┌──

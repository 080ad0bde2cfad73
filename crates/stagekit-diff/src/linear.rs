//! Linear diff: the shared matching algorithm over two flat sequences.
//!
//! Runs in three passes:
//!
//! 1. Index the source by identifier and bind each target position to at most
//!    one source position (first-come-first-served on repeated identifiers).
//! 2. Scan the source for deletes, recording how many deletes precede each
//!    position.
//! 3. Scan the target for inserts, updates and moves. A matched pair is a move
//!    only when its source is not the leftmost source position still waiting
//!    to be consumed; that pointer only ever advances.

use serde::{Deserialize, Serialize};
use stagekit_types::{Differentiable, Moved};

use crate::config::{DiffConfig, UpdateIndex};
use crate::occurrence::OccurrenceTable;

/// Per-source-position bookkeeping.
#[derive(Clone, Debug)]
pub(crate) struct Trace<I> {
    /// The matched target position, if any.
    pub(crate) reference: Option<I>,
    /// Number of deletes among earlier positions of the same sequence.
    pub(crate) delete_offset: usize,
    /// Deleted, or already consumed by the target scan.
    pub(crate) is_tracked: bool,
}

impl<I> Trace<I> {
    pub(crate) fn new() -> Self {
        Self {
            reference: None,
            delete_offset: 0,
            is_tracked: false,
        }
    }
}

/// Intermediate element sequences collected during the delete pass.
#[derive(Debug)]
pub(crate) struct LinearSnapshots<E> {
    /// The source layout with every matched element replaced by its target.
    pub(crate) updated: Vec<E>,
    /// The matched target elements in source order.
    pub(crate) not_deleted: Vec<E>,
}

impl<E> LinearSnapshots<E> {
    pub(crate) fn with_capacity(capacity: usize) -> Self {
        Self {
            updated: Vec::with_capacity(capacity),
            not_deleted: Vec::with_capacity(capacity),
        }
    }
}

#[derive(Debug)]
pub(crate) struct DifferentiateResult<I> {
    pub(crate) deleted: Vec<I>,
    pub(crate) inserted: Vec<I>,
    pub(crate) updated: Vec<I>,
    pub(crate) moved: Vec<Moved<I>>,
    pub(crate) source_traces: Vec<Trace<usize>>,
    pub(crate) target_references: Vec<Option<usize>>,
}

/// Leftmost position at or after `start` that is not yet tracked.
pub(crate) fn next_untracked<I>(traces: &[Trace<I>], start: usize) -> Option<usize> {
    traces
        .get(start..)?
        .iter()
        .position(|trace| !trace.is_tracked)
        .map(|offset| start + offset)
}

/// Compute deletes, inserts, updates and moves between `source` and `target`.
///
/// Every reported index is passed through `map_index`. Move sources are
/// corrected by their delete offset so they index the post-delete sequence.
pub(crate) fn differentiate<E, I, F>(
    source: &[E],
    target: &[E],
    update_index: UpdateIndex,
    map_index: F,
    mut snapshots: Option<&mut LinearSnapshots<E>>,
) -> DifferentiateResult<I>
where
    E: Differentiable + Clone,
    F: Fn(usize) -> I,
{
    let mut deleted = Vec::new();
    let mut inserted = Vec::new();
    let mut updated = Vec::new();
    let mut moved = Vec::new();

    let mut source_traces: Vec<Trace<usize>> = source.iter().map(|_| Trace::new()).collect();
    let mut target_references: Vec<Option<usize>> = vec![None; target.len()];

    let source_identifiers: Vec<E::Id> = source
        .iter()
        .map(Differentiable::difference_identifier)
        .collect();

    let mut occurrences = OccurrenceTable::new(&source_identifiers);

    for (target_index, target_element) in target.iter().enumerate() {
        let identifier = target_element.difference_identifier();
        let claimed = occurrences.claim(&identifier, |source_index| {
            source_traces[source_index].reference.is_some()
        });

        if let Some(source_index) = claimed {
            target_references[target_index] = Some(source_index);
            source_traces[source_index].reference = Some(target_index);
        }
    }

    // Deletes.
    let mut offset_by_delete = 0;

    for (source_index, source_element) in source.iter().enumerate() {
        let trace = &mut source_traces[source_index];
        trace.delete_offset = offset_by_delete;

        match trace.reference {
            Some(target_index) => {
                if let Some(snapshots) = snapshots.as_deref_mut() {
                    let target_element = &target[target_index];
                    snapshots.updated.push(target_element.clone());
                    snapshots.not_deleted.push(target_element.clone());
                }
            }
            None => {
                deleted.push(map_index(source_index));
                trace.is_tracked = true;
                offset_by_delete += 1;

                if let Some(snapshots) = snapshots.as_deref_mut() {
                    snapshots.updated.push(source_element.clone());
                }
            }
        }
    }

    // Updates, moves and inserts.
    let mut untracked_source_index = Some(0);

    for (target_index, target_element) in target.iter().enumerate() {
        untracked_source_index =
            untracked_source_index.and_then(|start| next_untracked(&source_traces, start));

        let Some(source_index) = target_references[target_index] else {
            inserted.push(map_index(target_index));
            continue;
        };

        source_traces[source_index].is_tracked = true;

        if !target_element.is_content_equal(&source[source_index]) {
            let index = match update_index {
                UpdateIndex::Source => source_index,
                UpdateIndex::Target => target_index,
            };
            updated.push(map_index(index));
        }

        if untracked_source_index != Some(source_index) {
            let delete_offset = source_traces[source_index].delete_offset;
            moved.push(Moved::new(
                map_index(source_index - delete_offset),
                map_index(target_index),
            ));
        }
    }

    tracing::trace!(
        source = source.len(),
        target = target.len(),
        deleted = deleted.len(),
        inserted = inserted.len(),
        updated = updated.len(),
        moved = moved.len(),
        "linear differentiate"
    );

    DifferentiateResult {
        deleted,
        inserted,
        updated,
        moved,
        source_traces,
        target_references,
    }
}

/// The raw edit sets between two flat sequences.
///
/// Deletes index the source, inserts and move targets index the target, move
/// sources index the source with deletes already removed.
#[derive(Clone, Debug, Default, PartialEq, Eq, Serialize, Deserialize)]
pub struct LinearDiff {
    pub deleted: Vec<usize>,
    pub inserted: Vec<usize>,
    pub updated: Vec<usize>,
    pub moved: Vec<Moved<usize>>,
}

impl LinearDiff {
    /// Returns `true` if source and target need no edits.
    pub fn is_empty(&self) -> bool {
        self.deleted.is_empty()
            && self.inserted.is_empty()
            && self.updated.is_empty()
            && self.moved.is_empty()
    }

    /// Total number of edits.
    pub fn len(&self) -> usize {
        self.deleted.len() + self.inserted.len() + self.updated.len() + self.moved.len()
    }
}

/// Diff two flat sequences, reporting updates against source positions.
pub fn diff_linear<E>(source: &[E], target: &[E]) -> LinearDiff
where
    E: Differentiable + Clone,
{
    diff_linear_with(source, target, &DiffConfig::default())
}

/// Diff two flat sequences, reporting updates against the side named by
/// `config.update_index`. Raw indices carry no section, so `config.section`
/// does not apply.
pub fn diff_linear_with<E>(source: &[E], target: &[E], config: &DiffConfig) -> LinearDiff
where
    E: Differentiable + Clone,
{
    let result = differentiate(source, target, config.update_index, |index| index, None);

    LinearDiff {
        deleted: result.deleted,
        inserted: result.inserted,
        updated: result.updated,
        moved: result.moved,
    }
}
impl Backend for MemoryBackend {
    type Node = NodeId;
    type Event = String;

    fn create_element(&self, tag: &str) -> Result<NodeId> {
        Ok(self.push(Record::new(Kind::Element { tag: tag.to_string(), ns: None }, "")))
    }

    fn create_element_ns(&self, namespace: &str, tag: &str) -> Result<NodeId> {
        let kind = Kind::Element {
            tag: tag.to_string(),
            ns: Some(namespace.to_string()),
        };
        Ok(self.push(Record::new(kind, "")))
    }

    fn create_text_node(&self, text: &str) -> Result<NodeId> {
        Ok(self.push(Record::new(Kind::Text, text)))
    }

    fn create_comment(&self, text: &str) -> Result<NodeId> {
        Ok(self.push(Record::new(Kind::Comment, text)))
    }

    fn insert_before(&self, parent: &NodeId, node: &NodeId, reference: Option<&NodeId>) -> Result<()> {
        if reference == Some(node) {
            return Ok(());
        }
        let mut nodes = self.nodes.borrow_mut();
        if let Some(reference) = reference {
            if nodes[reference.0].parent != Some(*parent) {
                return Err(Error::backend("insert_before", format!("{reference:?} is not a child of {parent:?}")));
            }
        }
        let moved = Self::detach(&mut nodes, *node);
        let index = match reference {
            Some(reference) => nodes[parent.0]
                .children
                .iter()
                .position(|c| c == reference)
                .unwrap_or(nodes[parent.0].children.len()),
            None => nodes[parent.0].children.len(),
        };
        nodes[parent.0].children.insert(index, *node);
        nodes[node.0].parent = Some(*parent);
        drop(nodes);
        self.log(Op::Insert {
            parent: *parent,
            node: *node,
            moved,
        });
        Ok(())
    }

    fn remove_child(&self, parent: &NodeId, node: &NodeId) -> Result<()> {
        let mut nodes = self.nodes.borrow_mut();
        if nodes[node.0].parent != Some(*parent) {
            return Err(Error::backend("remove_child", format!("{node:?} is not a child of {parent:?}")));
        }
        Self::detach(&mut nodes, *node);
        drop(nodes);
        self.log(Op::Remove {
            parent: *parent,
            node: *node,
        });
        Ok(())
    }

    fn append_child(&self, parent: &NodeId, node: &NodeId) -> Result<()> {
        self.insert_before(parent, node, None)
    }

    fn parent_node(&self, node: &NodeId) -> Option<NodeId> {
        self.nodes.borrow()[node.0].parent
    }

    fn next_sibling(&self, node: &NodeId) -> Option<NodeId> {
        let nodes = self.nodes.borrow();
        let parent = nodes[node.0].parent?;
        let siblings = &nodes[parent.0].children;
        let index = siblings.iter().position(|c| c == node)?;
        siblings.get(index + 1).copied()
    }

    fn first_child(&self, node: &NodeId) -> Option<NodeId> {
        self.nodes.borrow()[node.0].children.first().copied()
    }

    fn tag_name(&self, node: &NodeId) -> String {
        match &self.nodes.borrow()[node.0].kind {
            Kind::Element { tag, ns: None } => tag.to_uppercase(),
            Kind::Element { tag, ns: Some(_) } => tag.clone(),
            Kind::Text => "#text".into(),
            Kind::Comment => "#comment".into(),
        }
    }

    fn set_text_content(&self, node: &NodeId, text: Option<&str>) -> Result<()> {
        let text = text.unwrap_or_default();
        let is_element = self.is_element(node);
        if is_element {
            let children = std::mem::take(&mut self.nodes.borrow_mut()[node.0].children);
            for child in children {
                self.nodes.borrow_mut()[child.0].parent = None;
            }
            if !text.is_empty() {
                let child = self.create_text_node(text)?;
                let mut nodes = self.nodes.borrow_mut();
                nodes[child.0].parent = Some(*node);
                nodes[node.0].children.push(child);
            }
        } else {
            self.nodes.borrow_mut()[node.0].text = text.to_string();
        }
        self.log(Op::SetText(*node));
        Ok(())
    }

    fn text_content(&self, node: &NodeId) -> Option<String> {
        let nodes = self.nodes.borrow();
        let mut out = String::new();
        Self::text_of(&nodes, *node, &mut out);
        Some(out)
    }

    fn set_attribute(&self, node: &NodeId, name: &str, value: &str) -> Result<()> {
        self.nodes.borrow_mut()[node.0]
            .attrs
            .insert(name.to_string(), value.to_string());
        self.log(Op::Mutate { node: *node, what: "attr" });
        Ok(())
    }

    fn get_attribute(&self, node: &NodeId, name: &str) -> Option<String> {
        let nodes = self.nodes.borrow();
        let record = &nodes[node.0];
        record
            .attrs
            .get(name)
            .or_else(|| record.ns_attrs.get(name).map(|(_, v)| v))
            .cloned()
    }

    fn is_element(&self, node: &NodeId) -> bool {
        matches!(self.nodes.borrow()[node.0].kind, Kind::Element { .. })
    }

    fn is_text(&self, node: &NodeId) -> bool {
        matches!(self.nodes.borrow()[node.0].kind, Kind::Text)
    }

    fn is_comment(&self, node: &NodeId) -> bool {
        matches!(self.nodes.borrow()[node.0].kind, Kind::Comment)
    }
}
//! Module Hook Pipeline
//!
//! Modules apply one cross-cutting concern (attributes, classes, styles,
//! listeners, ...) to every node of a patch pass. The pipeline is built once
//! when the engine is constructed and never changes afterwards.
//!
//! # Phases
//!
//! ```text
//! pre ─┬─ create(empty, new)   mounting an element
//!      ├─ update(old, new)     patching a reused node
//!      ├─ destroy(node)        node or ancestor leaving the tree
//!      └─ remove(node, done)   node itself leaving; may delay detachment
//! post
//! ```
//!
//! `pre` and `post` fire once per pass. The others fire per affected node.
//! Within a phase, modules run in registration order.
//!
//! A module declares the callbacks it provides through [`Module::phases`];
//! only those are dispatched. This matters for `remove`, where the number of
//! participating modules decides how many completions a removal waits for.

mod remove;

use std::fmt;
use std::rc::Rc;

use bitflags::bitflags;

use crate::error::Result;
use crate::renderer::Backend;
use crate::vnode::VNode;

pub use remove::RemoveDone;

// =============================================================================
// Phases
// =============================================================================

bitflags! {
    /// Set of module callbacks.
    #[derive(Debug, Clone, Copy, PartialEq, Eq, Default)]
    pub struct Phases: u8 {
        const PRE = 1 << 0;
        const CREATE = 1 << 1;
        const UPDATE = 1 << 2;
        const DESTROY = 1 << 3;
        const REMOVE = 1 << 4;
        const POST = 1 << 5;
    }
}

const PHASE_COUNT: usize = 6;

impl Phases {
    /// Slot of a single phase in the dispatch table.
    fn slot(self) -> usize {
        debug_assert_eq!(self.bits().count_ones(), 1, "slot() takes a single phase");
        self.bits().trailing_zeros() as usize
    }
}

// =============================================================================
// Module
// =============================================================================

/// A side-effect module.
///
/// Every callback has a no-op default; implement the ones listed in
/// [`phases`](Module::phases). State a module needs across passes lives in
/// the module instance itself (use `Cell`/`RefCell`), so several engines can
/// run side by side.
pub trait Module<B: Backend> {
    /// Callbacks this module provides.
    fn phases(&self) -> Phases;

    fn pre(&self, _api: &Rc<B>) -> Result<()> {
        Ok(())
    }

    /// An element was created. `empty` is the engine's canonical empty node.
    fn create(&self, _api: &Rc<B>, _empty: &VNode<B>, _vnode: &VNode<B>) -> Result<()> {
        Ok(())
    }

    fn update(&self, _api: &Rc<B>, _old: &VNode<B>, _vnode: &VNode<B>) -> Result<()> {
        Ok(())
    }

    fn destroy(&self, _api: &Rc<B>, _vnode: &VNode<B>) -> Result<()> {
        Ok(())
    }

    /// The node is being removed. Call `done` once the module's side effect
    /// has finished; detachment waits for it.
    fn remove(&self, _api: &Rc<B>, _vnode: &VNode<B>, done: RemoveDone<B>) -> Result<()> {
        done.done();
        Ok(())
    }

    fn post(&self, _api: &Rc<B>) -> Result<()> {
        Ok(())
    }
}

// =============================================================================
// ModuleSet
// =============================================================================

/// Immutable phase → modules table, in registration order.
pub struct ModuleSet<B: Backend> {
    modules: Vec<Box<dyn Module<B>>>,
    by_phase: [Vec<usize>; PHASE_COUNT],
}

impl<B: Backend> ModuleSet<B> {
    pub fn new(modules: Vec<Box<dyn Module<B>>>) -> Self {
        let mut by_phase: [Vec<usize>; PHASE_COUNT] = Default::default();
        for (index, module) in modules.iter().enumerate() {
            for phase in module.phases().iter() {
                by_phase[phase.slot()].push(index);
            }
        }
        Self { modules, by_phase }
    }

    /// Modules providing `phase`, in registration order.
    pub fn for_phase(&self, phase: Phases) -> impl Iterator<Item = &dyn Module<B>> + '_ {
        self.by_phase[phase.slot()]
            .iter()
            .map(|&index| self.modules[index].as_ref())
    }

    /// Number of modules providing `phase`.
    pub fn count(&self, phase: Phases) -> usize {
        self.by_phase[phase.slot()].len()
    }

    pub fn len(&self) -> usize {
        self.modules.len()
    }

    pub fn is_empty(&self) -> bool {
        self.modules.is_empty()
    }
}

impl<B: Backend> fmt::Debug for ModuleSet<B> {
    fn fmt(&self, f: &mut fmt::Formatter<'_>) -> fmt::Result {
        let phases: Vec<Phases> = self.modules.iter().map(|m| m.phases()).collect();
        f.debug_struct("ModuleSet").field("modules", &phases).finish()
    }
}
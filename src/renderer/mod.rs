//! Renderer Backend - capability interface over native render objects.
//!
//! The engine never touches native objects directly. Everything it needs is
//! expressed by [`Backend`]: creating nodes, querying tree structure and
//! mutating it. The concrete modules need more than that (attributes, classes,
//! styles, listeners), so their requirements live in separate capability
//! traits that a backend implements only if it wants those modules:
//!
//! - [`AttributeApi`] - namespaced attributes, removal, listing
//! - [`ClassApi`] - class list toggling
//! - [`PropertyApi`] - native object properties
//! - [`StyleApi`] - inline styles, transitions and animation frames
//! - [`EventApi`] - event listener registration
//!
//! # Pattern: Interior Mutability
//!
//! All methods take `&self`. The engine shares its backend as `Rc<B>` because
//! removal completions may run after a patch pass has returned and still need
//! to detach nodes. Backends keep their mutable state behind `RefCell`/`Cell`.

use std::fmt::Debug;
use std::hash::Hash;
use std::rc::Rc;

use crate::error::Result;
use crate::types::AttrValue;

#[cfg(test)]
pub(crate) mod memory;

// =============================================================================
// Core capability set
// =============================================================================

/// Operations the reconciliation engine performs on native render objects.
///
/// Mutations return [`Result`] so that backend failures propagate out of a
/// patch pass; queries are infallible.
pub trait Backend {
    /// Handle to a live native object. Cheap to clone.
    type Node: Clone + Eq + Hash + Debug;

    /// Event payload delivered to listeners. Use `()` if the backend has no events.
    type Event;

    /// Create an element with the given tag.
    fn create_element(&self, tag: &str) -> Result<Self::Node>;

    /// Create an element inside a markup namespace.
    fn create_element_ns(&self, namespace: &str, tag: &str) -> Result<Self::Node>;

    /// Create a text node.
    fn create_text_node(&self, text: &str) -> Result<Self::Node>;

    /// Create a comment node.
    fn create_comment(&self, text: &str) -> Result<Self::Node>;

    /// Insert `node` into `parent` before `reference`, or at the end when
    /// `reference` is `None`. A node that already has a parent is moved.
    fn insert_before(
        &self,
        parent: &Self::Node,
        node: &Self::Node,
        reference: Option<&Self::Node>,
    ) -> Result<()>;

    /// Detach `node` from `parent`.
    fn remove_child(&self, parent: &Self::Node, node: &Self::Node) -> Result<()>;

    /// Append `node` as the last child of `parent`.
    fn append_child(&self, parent: &Self::Node, node: &Self::Node) -> Result<()>;

    /// Parent of `node`, if attached.
    fn parent_node(&self, node: &Self::Node) -> Option<Self::Node>;

    /// Following sibling of `node`.
    fn next_sibling(&self, node: &Self::Node) -> Option<Self::Node>;

    /// First child of `node`.
    fn first_child(&self, node: &Self::Node) -> Option<Self::Node>;

    /// Tag name of an element, in the backend's own casing.
    fn tag_name(&self, node: &Self::Node) -> String;

    /// Replace the text content of `node`. On elements this drops every child.
    fn set_text_content(&self, node: &Self::Node, text: Option<&str>) -> Result<()>;

    /// Text content of `node`.
    fn text_content(&self, node: &Self::Node) -> Option<String>;

    /// Set an attribute. Used for the id and class parts of a selector.
    fn set_attribute(&self, node: &Self::Node, name: &str, value: &str) -> Result<()>;

    /// Read an attribute.
    fn get_attribute(&self, node: &Self::Node, name: &str) -> Option<String>;

    fn is_element(&self, node: &Self::Node) -> bool;

    fn is_text(&self, node: &Self::Node) -> bool;

    fn is_comment(&self, node: &Self::Node) -> bool;
}

// =============================================================================
// Module capabilities
// =============================================================================

/// Attribute operations beyond [`Backend::set_attribute`].
pub trait AttributeApi: Backend {
    /// Set an attribute inside a namespace (`xml:*`, `xlink:*`).
    fn set_attribute_ns(
        &self,
        node: &Self::Node,
        namespace: &str,
        name: &str,
        value: &str,
    ) -> Result<()>;

    /// Remove an attribute. Removing a missing attribute is not an error.
    fn remove_attribute(&self, node: &Self::Node, name: &str) -> Result<()>;

    /// All attributes of an element, in backend order.
    fn attributes(&self, node: &Self::Node) -> Vec<(String, String)>;
}

/// Class list operations.
pub trait ClassApi: Backend {
    fn add_class(&self, node: &Self::Node, name: &str) -> Result<()>;

    fn remove_class(&self, node: &Self::Node, name: &str) -> Result<()>;
}

/// Native object properties.
pub trait PropertyApi: Backend {
    fn set_property(&self, node: &Self::Node, name: &str, value: &AttrValue) -> Result<()>;

    fn remove_property(&self, node: &Self::Node, name: &str) -> Result<()>;

    /// Current live value, used to avoid clobbering user-edited `value`s.
    fn property(&self, node: &Self::Node, name: &str) -> Option<AttrValue>;
}

/// Callback run on an animation frame.
pub type FrameCallback = Box<dyn FnOnce()>;

/// Callback run when a transition ends; receives the event target.
pub type TransitionEndCallback<N> = Box<dyn FnMut(&N)>;

/// Inline styles and transition plumbing.
pub trait StyleApi: Backend {
    /// Set a style. Names starting with `--` are custom properties.
    fn set_style(&self, node: &Self::Node, name: &str, value: &str) -> Result<()>;

    /// Clear a style.
    fn remove_style(&self, node: &Self::Node, name: &str) -> Result<()>;

    /// Names of the properties the computed style transitions on.
    fn transition_properties(&self, node: &Self::Node) -> Vec<String>;

    /// Flush pending style changes so that following changes transition.
    fn force_reflow(&self);

    /// Run `callback` on the next animation frame.
    fn request_animation_frame(&self, callback: FrameCallback);

    /// Subscribe to transition-end events bubbling through `node`.
    fn on_transition_end(&self, node: &Self::Node, callback: TransitionEndCallback<Self::Node>);
}

/// Listener registered on a native object; receives the event name and payload.
pub type Listener<B> = Rc<dyn Fn(&str, &<B as Backend>::Event)>;

/// Event listener registration.
pub trait EventApi: Backend + Sized {
    fn add_event_listener(&self, node: &Self::Node, name: &str, listener: Listener<Self>);

    /// Remove a listener previously added under `name`, matched by `Rc` identity.
    fn remove_event_listener(&self, node: &Self::Node, name: &str, listener: &Listener<Self>);
}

└──

WHAT TO WORK ON ▸
Every line containing the word "Deserialize" should be copied from the material.

TASK RESULT ▸
use serde::{Deserialize, Serialize};
#[derive(Clone, Debug, Default, PartialEq, Eq, Serialize, Deserialize)]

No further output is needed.